§ Source information
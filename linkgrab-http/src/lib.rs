//! Download session with browser-like headers, copied cookies and safe logging.
//!
//! - One [`HttpClient`] is reused for the whole batch
//! - Cookies lifted from the browser are replayed as a `Cookie` header; the
//!   configured [`CookieScope`] decides whether they reset between links
//! - Redirects are followed by the client itself, so cookies reach every hop
//!   even when the file lives on another host
//! - Any non-success status is an error; nothing is retried
//! - Optional *raw* request/response logging via `LINKGRAB_HTTP_RAW=1`
//!
//! Example (no_run):
//! ```rust
//! # async fn demo() -> Result<(), linkgrab_http::HttpError> {
//! use linkgrab_config::HttpConfig;
//!
//! let mut client = linkgrab_http::HttpClient::new(&HttpConfig::default())?;
//! let file = client.download("https://files.example.com/a.zip", &[]).await?;
//! println!("{} bytes of {}", file.bytes.len(), file.content_type);
//! # Ok(()) }
//! ```
//!
//! Security: cookie and authorization values never reach the logs; raw
//! logging redacts them before printing.

use linkgrab_common::SessionCookie;
use linkgrab_config::{CookieScope, HttpConfig};
use reqwest::header::{CONTENT_TYPE, COOKIE, HeaderMap, HeaderValue, LOCATION, USER_AGENT};
use reqwest::{Client, Method, Response, StatusCode, Url, redirect};
use std::collections::BTreeMap;
use std::env;
use std::time::Duration;
use thiserror::Error;

// ==============================
// Raw logging toggles
// ==============================

const RAW_ENV: &str = "LINKGRAB_HTTP_RAW";
const MAX_REDIRECTS: usize = 10;
const RAW_MAX_BODY: usize = 4 * 1024; // downloads are binary; keep raw dumps short

fn raw_enabled() -> bool {
    matches!(
        env::var(RAW_ENV).as_deref(),
        Ok("1") | Ok("true") | Ok("yes")
    )
}

fn is_secret_header(name: &str) -> bool {
    name.eq_ignore_ascii_case("authorization")
        || name.eq_ignore_ascii_case("cookie")
        || name.eq_ignore_ascii_case("set-cookie")
}

fn loggable_value(name: &str, value: &HeaderValue) -> String {
    if is_secret_header(name) {
        "<redacted>".to_string()
    } else {
        value.to_str().unwrap_or("<binary>").to_string()
    }
}

/// Equivalent curl invocation for reproducing a download by hand.
fn make_curl(method: &Method, url: &Url, headers: &HeaderMap) -> String {
    let header_args = headers.iter().map(|(name, value)| {
        let line = format!("{}: {}", name, loggable_value(name.as_str(), value));
        format!("-H '{}'", line.replace('\'', r"'\''"))
    });

    std::iter::once(format!("curl -X{method}"))
        .chain(header_args)
        .chain(std::iter::once(format!("'{url}'")))
        .collect::<Vec<_>>()
        .join(" ")
}

fn redact_headers(headers: &HeaderMap) -> Vec<(String, String)> {
    headers
        .iter()
        .map(|(name, value)| (name.to_string(), loggable_value(name.as_str(), value)))
        .collect()
}

// ==============================
// Errors
// ==============================

#[derive(Debug, Error)]
pub enum HttpError {
    #[error("invalid URL: {0}")]
    Url(String),
    #[error("request build failed: {0}")]
    Build(String),
    #[error("network error: {0}")]
    Network(String),
    #[error("server returned {status}")]
    Status {
        status: StatusCode,
        body_snippet: String,
    },
}

impl HttpError {
    /// HTTP status for server-side failures, `None` for transport errors.
    pub fn status(&self) -> Option<StatusCode> {
        match self {
            HttpError::Status { status, .. } => Some(*status),
            _ => None,
        }
    }
}

// ==============================
// Response
// ==============================

/// A fully buffered download.
#[derive(Debug, Clone)]
pub struct DownloadedFile {
    /// URL after redirects.
    pub url: Url,
    pub bytes: Vec<u8>,
    /// Raw `Content-Type` header; empty when the server sent none.
    pub content_type: String,
}

// ==============================
// Client
// ==============================

pub struct HttpClient {
    inner: Client,
    cookie_scope: CookieScope,
    cookies: BTreeMap<String, String>,
    pub default_timeout: Duration,
}

impl HttpClient {
    /// Build the session from the `http` section of the configuration.
    ///
    /// ```no_run
    /// use linkgrab_config::HttpConfig;
    /// use linkgrab_http::{HttpClient, HttpError};
    /// use std::time::Duration;
    ///
    /// let client = HttpClient::new(&HttpConfig::default())?;
    /// assert_eq!(client.default_timeout, Duration::from_secs(120));
    /// # Ok::<(), HttpError>(())
    /// ```
    pub fn new(config: &HttpConfig) -> Result<Self, HttpError> {
        let mut headers = HeaderMap::new();
        let ua = HeaderValue::from_str(&config.user_agent)
            .map_err(|e| HttpError::Build(format!("invalid User-Agent: {e}")))?;
        headers.insert(USER_AGENT, ua);

        let inner = Client::builder()
            .default_headers(headers)
            .redirect(redirect::Policy::none())
            .connect_timeout(Duration::from_secs(config.connect_timeout_secs))
            .build()
            .map_err(|e| HttpError::Build(e.to_string()))?;
        Ok(Self {
            inner,
            cookie_scope: config.cookie_scope,
            cookies: BTreeMap::new(),
            default_timeout: Duration::from_secs(config.timeout_secs),
        })
    }

    /// Copy browser cookies into the session.
    ///
    /// With [`CookieScope::PerLink`] the previous link's cookies are dropped
    /// first; with [`CookieScope::Shared`] they accumulate and same-named
    /// cookies are overwritten.
    pub fn set_cookies(&mut self, cookies: &[SessionCookie]) {
        if self.cookie_scope == CookieScope::PerLink {
            self.cookies.clear();
        }
        for cookie in cookies {
            self.cookies.insert(cookie.name.clone(), cookie.value.clone());
        }
    }

    /// The `Cookie` header value the next request will carry.
    pub fn cookie_header(&self) -> Option<String> {
        if self.cookies.is_empty() {
            return None;
        }
        Some(
            self.cookies
                .iter()
                .map(|(k, v)| format!("{k}={v}"))
                .collect::<Vec<_>>()
                .join("; "),
        )
    }

    /// Copy `cookies` into the session, then GET `url`.
    pub async fn download(
        &mut self,
        url: &str,
        cookies: &[SessionCookie],
    ) -> Result<DownloadedFile, HttpError> {
        self.set_cookies(cookies);
        self.get_bytes(url).await
    }

    /// GET `url` with the session's cookies and return the body.
    ///
    /// Redirects are followed here rather than by reqwest so that every hop,
    /// including ones to another host, carries the session cookies.
    // FIXME(memory): bodies are fully buffered because the archive needs the
    // whole entry anyway; large files could stream into the zip writer instead.
    pub async fn get_bytes(&self, url: &str) -> Result<DownloadedFile, HttpError> {
        let mut url = Url::parse(url).map_err(|e| HttpError::Url(format!("{url}: {e}")))?;

        let mut headers = HeaderMap::new();
        if let Some(cookie) = self.cookie_header() {
            let value = HeaderValue::from_str(&cookie)
                .map_err(|e| HttpError::Build(format!("invalid cookie header: {e}")))?;
            headers.insert(COOKIE, value);
        }

        let req_id = format!(
            "r{:x}",
            std::time::SystemTime::now()
                .duration_since(std::time::UNIX_EPOCH)
                .unwrap_or_default()
                .as_nanos()
        );

        let mut hops = 0;
        loop {
            let resp = self.send_once(&req_id, &url, &headers).await?;
            let status = resp.status();

            if status.is_redirection() {
                let Some(next) = redirect_target(&url, resp.headers()) else {
                    return self.finish(&req_id, url, resp).await;
                };
                if hops == MAX_REDIRECTS {
                    tracing::warn!(req_id=%req_id, %status, hops, "http.redirect.limit");
                    return Err(HttpError::Network(format!(
                        "too many redirects (more than {MAX_REDIRECTS}), last hop {url}"
                    )));
                }
                hops += 1;
                tracing::debug!(req_id=%req_id, %status, from=%url, to=%next, hops, "http.redirect");
                url = next;
                continue;
            }

            return self.finish(&req_id, url, resp).await;
        }
    }

    async fn send_once(
        &self,
        req_id: &str,
        url: &Url,
        headers: &HeaderMap,
    ) -> Result<Response, HttpError> {
        tracing::debug!(
            req_id=%req_id,
            method=%Method::GET,
            host_path=%format!("{}{}", url.host_str().unwrap_or("-"), url.path()),
            timeout_ms=self.default_timeout.as_millis() as u64,
            cookies=self.cookies.len(),
            "http.request.start"
        );

        if raw_enabled() {
            let curl = make_curl(&Method::GET, url, headers);
            tracing::debug!(target: "http.raw", %req_id, %curl, "request");
        }

        self.inner
            .get(url.clone())
            .headers(headers.clone())
            .timeout(self.default_timeout)
            .send()
            .await
            .map_err(|err| {
                tracing::warn!(req_id=%req_id, error=%err, "http.network_error.send");
                HttpError::Network(err.to_string())
            })
    }

    /// Read the final response body and turn non-2xx into [`HttpError::Status`].
    async fn finish(
        &self,
        req_id: &str,
        url: Url,
        resp: Response,
    ) -> Result<DownloadedFile, HttpError> {
        let t0 = std::time::Instant::now();
        let status = resp.status();
        let resp_headers = resp.headers().clone();
        let bytes = resp.bytes().await.map_err(|err| {
            tracing::warn!(req_id=%req_id, error=%err, "http.network_error.body");
            HttpError::Network(err.to_string())
        })?;
        let dur_ms = t0.elapsed().as_millis() as u64;

        let content_type = resp_headers
            .get(CONTENT_TYPE)
            .and_then(|v| v.to_str().ok())
            .unwrap_or("")
            .to_string();

        tracing::debug!(
            req_id=%req_id,
            %status,
            body_ms=dur_ms,
            body_len=bytes.len(),
            content_type=%content_type,
            final_url=%url,
            "http.response.headers"
        );

        if raw_enabled() {
            let hdrs = redact_headers(&resp_headers);
            tracing::info!(
                target:"http.raw",
                %req_id,
                status=%status,
                body_ms=dur_ms,
                headers=?hdrs,
                body=%snip_body(&bytes, RAW_MAX_BODY),
                truncated=bytes.len() > RAW_MAX_BODY
            );
        }

        if status.is_success() {
            return Ok(DownloadedFile {
                url,
                bytes: bytes.to_vec(),
                content_type,
            });
        }

        let body_snippet = snip_body(&bytes, 500);
        tracing::warn!(
            req_id=%req_id,
            %status,
            body_snippet=%body_snippet,
            "http.error"
        );
        Err(HttpError::Status {
            status,
            body_snippet,
        })
    }
}

// ==============================
// Helpers
// ==============================

/// `Location` of a redirect, resolved against the URL that produced it.
fn redirect_target(current: &Url, headers: &HeaderMap) -> Option<Url> {
    let location = headers.get(LOCATION)?.to_str().ok()?;
    current.join(location).ok()
}

fn snip_body(body: &[u8], max: usize) -> String {
    let cut = body.len().min(max);
    let mut snip = String::from_utf8_lossy(&body[..cut]).to_string();
    if body.len() > max {
        snip.push_str("...");
    }
    snip
}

§ What the task asks
Lines holding "followed" in the material above are to be reported.

§ Written reply
//! - Redirects are followed by the client itself, so cookies reach every hop
    /// Redirects are followed here rather than by reqwest so that every hop,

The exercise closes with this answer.